Exercise details
What is the number of lines in the data below that contain "Debug"? Reply with the number only.

Supplied records
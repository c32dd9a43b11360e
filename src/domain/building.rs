// ==========================================
// 建筑材料清单系统 - 建筑实体
// ==========================================
// 聚合根: 一条建筑记录独占一份材料列表和一份可选的清单快照
// 不变式: 创建后核心字段不可变，唯一可变字段是 checklist
// ==========================================

use chrono::{DateTime, Utc};
use serde::{Deserialize, Serialize};

use crate::domain::checklist::ChecklistRow;
use crate::domain::material::MaterialRow;

/// 建筑坐标（保留玩家输入原文，不做数值解析）
#[derive(Debug, Clone, PartialEq, Eq, Serialize, Deserialize)]
pub struct Coordinates {
    pub x: String,
    pub y: String,
    pub z: String,
}

/// 建筑记录 - 聚合根
///
/// 清单快照一经初始化即成为唯一事实来源，
/// 后续加载时必须优先于按材料列表重新派生默认值。
#[derive(Debug, Clone, PartialEq, Serialize, Deserialize)]
#[serde(rename_all = "camelCase")]
pub struct Building {
    /// 不透明标识，创建时分配（build-<uuid>）
    pub id: String,

    /// 建筑名称
    pub name: String,

    /// 游戏内坐标
    pub coordinates: Coordinates,

    /// 原理图文件名（仅引用，内容不入核心）
    pub schematic_file_name: String,

    /// 材料报表文件名
    pub materials_file_name: String,

    /// 截图 data URL（可选）
    pub screenshot_data_url: Option<String>,

    /// 解析后的材料列表
    pub materials: Vec<MaterialRow>,

    /// 清单快照（首次查看前为 None）
    pub checklist: Option<Vec<ChecklistRow>>,

    /// 创建时间
    pub created_at: DateTime<Utc>,

    /// 最后更新时间（仅清单保存会推进）
    pub updated_at: DateTime<Utc>,
}

/// 建筑创建请求（id 与时间戳由仓储分配）
#[derive(Debug, Clone, Serialize, Deserialize)]
#[serde(rename_all = "camelCase")]
pub struct NewBuilding {
    pub name: String,
    pub coordinates: Coordinates,
    pub schematic_file_name: String,
    pub materials_file_name: String,
    pub screenshot_data_url: Option<String>,
    pub materials: Vec<MaterialRow>,
}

Exercise solution
3